Tom waited for the applause to stop, then continued.  

"We are here to discuss what the Internet can be, not what it is.  What it is, is a facilitator of the quotidian, the mundane, our everyday chores and challenges.  What it can be is a new template for civilization itself, a new template for our species."

At least he didn't say "...for mankind."  I settled in my seat.  Tom's vacant seat was to my right.  To my left was the head of a big tech firm whose name I hesitate to mention.  I scanned his mind and found that he was overcome with anxiety that I would scan his mind.  I gave up trying and nibbled on the salad.  

While Tom talked about the evolution of the Internet a strange sensation arose in me.  I felt like my brain had spread out around the room, like a cosmic octopus whose tentacles were snaking into all the moguls' heads.  Suddenly data started streaming into me from all those heads: secrets, plans, attitudes, lies, truths, ambitions, delusions, discoveries.  It was too much, my brain was in danger of buckling.  Then what seemed like a complete schematic appeared to float in the air.  It was a diagram of a system with which I could process many people's thoughts, sorting and prioritizing them and not being overwhelmed.  It was the Test 1124 at work, I realized.  I checked out the schematic and it looked workable.  The weird thing was that it didn't feel like I had thought of it.  That's not the kind of thing I think about anyway.  The drug did indeed seem to be an auxiliary brain.

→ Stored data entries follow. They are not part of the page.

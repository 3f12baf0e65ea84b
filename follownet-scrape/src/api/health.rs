//! Health check endpoint

use axum::{extract::State, routing::get, Json, Router};
use chrono::Utc;
use follownet_common::Platform;
use serde::{Deserialize, Serialize};

use crate::AppState;

/// Health check response
#[derive(Debug, Serialize, Deserialize)]
pub struct HealthResponse {
    /// Service status ("ok" or "shutting_down")
    pub status: String,
    /// Module name ("follownet-scrape")
    pub module: String,
    /// Crate version from Cargo.toml
    pub version: String,
    /// Git commit and build profile
    pub build: String,
    /// Seconds since service started
    pub uptime_seconds: u64,
    /// Sessions currently registered
    pub active_sessions: usize,
    /// Finished sessions whose results can still be exported
    pub retained_snapshots: usize,
    /// Platforms with an extractor
    pub platforms: Vec<Platform>,
}

/// GET /health
pub async fn health_check(State(state): State<AppState>) -> Json<HealthResponse> {
    let uptime = Utc::now().signed_duration_since(state.startup_time);
    let uptime_seconds = uptime.num_seconds().max(0) as u64;

    let status = if state.sessions.is_shutting_down() {
        "shutting_down"
    } else {
        "ok"
    };

    Json(HealthResponse {
        status: status.to_string(),
        module: "follownet-scrape".to_string(),
        version: env!("CARGO_PKG_VERSION").to_string(),
        build: format!("{} ({})", env!("GIT_HASH"), env!("BUILD_PROFILE")),
        uptime_seconds,
        active_sessions: state.sessions.active_count().await,
        retained_snapshots: state.sessions.retained_snapshots().await,
        platforms: state.sessions.platforms(),
    })
}

/// GET /
pub async fn index() -> Json<serde_json::Value> {
    Json(serde_json::json!({ "message": "FollowNet API is running" }))
}

/// Build health check routes
pub fn health_routes() -> Router<AppState> {
    Router::new()
        .route("/", get(index))
        .route("/health", get(health_check))
}
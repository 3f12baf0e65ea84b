//! Error types for follownet-scrape

use axum::{
    http::StatusCode,
    response::{IntoResponse, Response},
    Json,
};
use serde_json::json;
use thiserror::Error;
use uuid::Uuid;

/// Session lookup and creation errors
#[derive(Debug, Error)]
pub enum SessionError {
    /// No live session with this id
    #[error("Session not found: {0}")]
    NotFound(Uuid),

    /// No retained snapshot for this id
    #[error("No exportable results for session {0}")]
    SnapshotNotFound(Uuid),
}

/// API error type
#[derive(Debug, Error)]
pub enum ApiError {
    /// Resource not found (404)
    #[error("Resource not found: {0}")]
    NotFound(String),

    /// Invalid request (400)
    #[error("Invalid request: {0}")]
    BadRequest(String),

    /// Internal server error (500)
    #[error("Internal server error: {0}")]
    Internal(String),

    /// Export encoding failed
    #[error("Export error: {0}")]
    Export(#[from] crate::export::ExportError),

    /// follownet-common error
    #[error("Common error: {0}")]
    Common(#[from] follownet_common::Error),
}

impl From<SessionError> for ApiError {
    fn from(err: SessionError) -> Self {
        ApiError::NotFound(err.to_string())
    }
}

impl IntoResponse for ApiError {
    fn into_response(self) -> Response {
        let (status, error_code, message) = match self {
            ApiError::NotFound(msg) => (StatusCode::NOT_FOUND, "NOT_FOUND", msg),
            ApiError::BadRequest(msg) => (StatusCode::BAD_REQUEST, "BAD_REQUEST", msg),
            ApiError::Internal(msg) => (StatusCode::INTERNAL_SERVER_ERROR, "INTERNAL_ERROR", msg),
            ApiError::Export(ref err) => (
                StatusCode::INTERNAL_SERVER_ERROR,
                "EXPORT_ERROR",
                err.to_string(),
            ),
            ApiError::Common(ref err) => (
                StatusCode::INTERNAL_SERVER_ERROR,
                "COMMON_ERROR",
                err.to_string(),
            ),
        };

        let body = Json(json!({
            "error": {
                "code": error_code,
                "message": message,
            }
        }));

        (status, body).into_response()
    }
}

/// Result type for API handlers
pub type ApiResult<T> = Result<T, ApiError>;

Then the experience took a disturbing turn.  I started to feel emotions concerning my brain-sucking octopus, arrogant and dominating emotions that I'm not accustomed to feeling.  The chemical activities this drug induced in my brain appeared to have a consciousness, and a desire to control.  I found my new brain calculating how I could dominate everyone in the room, their thoughts and actions.  It was a megalomaniacal state, which, to put it mildly, I was not comfortable with.  The power hungry entity within me began to grow stronger, and I felt I was being taken over by something possibly evil, as well as highly impractical, but I could not fight it.  Panic rose in me as I felt my personality overwhelmed. I started sweating and shaking.  Soon my heart was pounding and I had to do something.  For want of a better plan I ran from the banquet room, out the double doors to a patio at the far end of which I found a winding trail lit by subtle ground lights, through the steep dark forest past the restaurant and finally to a circle of redwoods, the mystical though expensive venue of many weddings.  I charged into the circle and collapsed in its center, rolling onto my back and staring up into the dazzling starry sky looking down through the redwood canopy.  I basked in the absence of other minds tempting me to control them, but soon I started to think about controlling the redwoods, finding first their secret psyches.

I remember shouting, "No!" before Tom and a party of moguls arrived to tend to me.  That is my last memory before waking up in the hotel bed the next morning.  On the nightstand next to the bed was a note from Tom: "Rough night, huh Harry?  Sorry about that- I blame myself for pressuring you to take the pill.  Hey, it was great talking to you and you really helped me get my thoughts together.  Let's meet up sometime soon and start the conversation where we left off- no unwise diversions this time!  Check at the desk for your ride.  Cheers, T.K."  Under the note was a small gift-wrapped box, which I put in my pocket.

When I got to the front desk a crisp young woman pointed out a man sitting on a couch who had been waiting for me.  He was an Uber driver who had been secured and paid for by Tom, with instructions to drive me anywhere in the U.S. that I wanted to go.  Soon we were headed for San Francisco.

Some adventure I'm having, huh?  I guess I can't complain, but, you know, I probably will.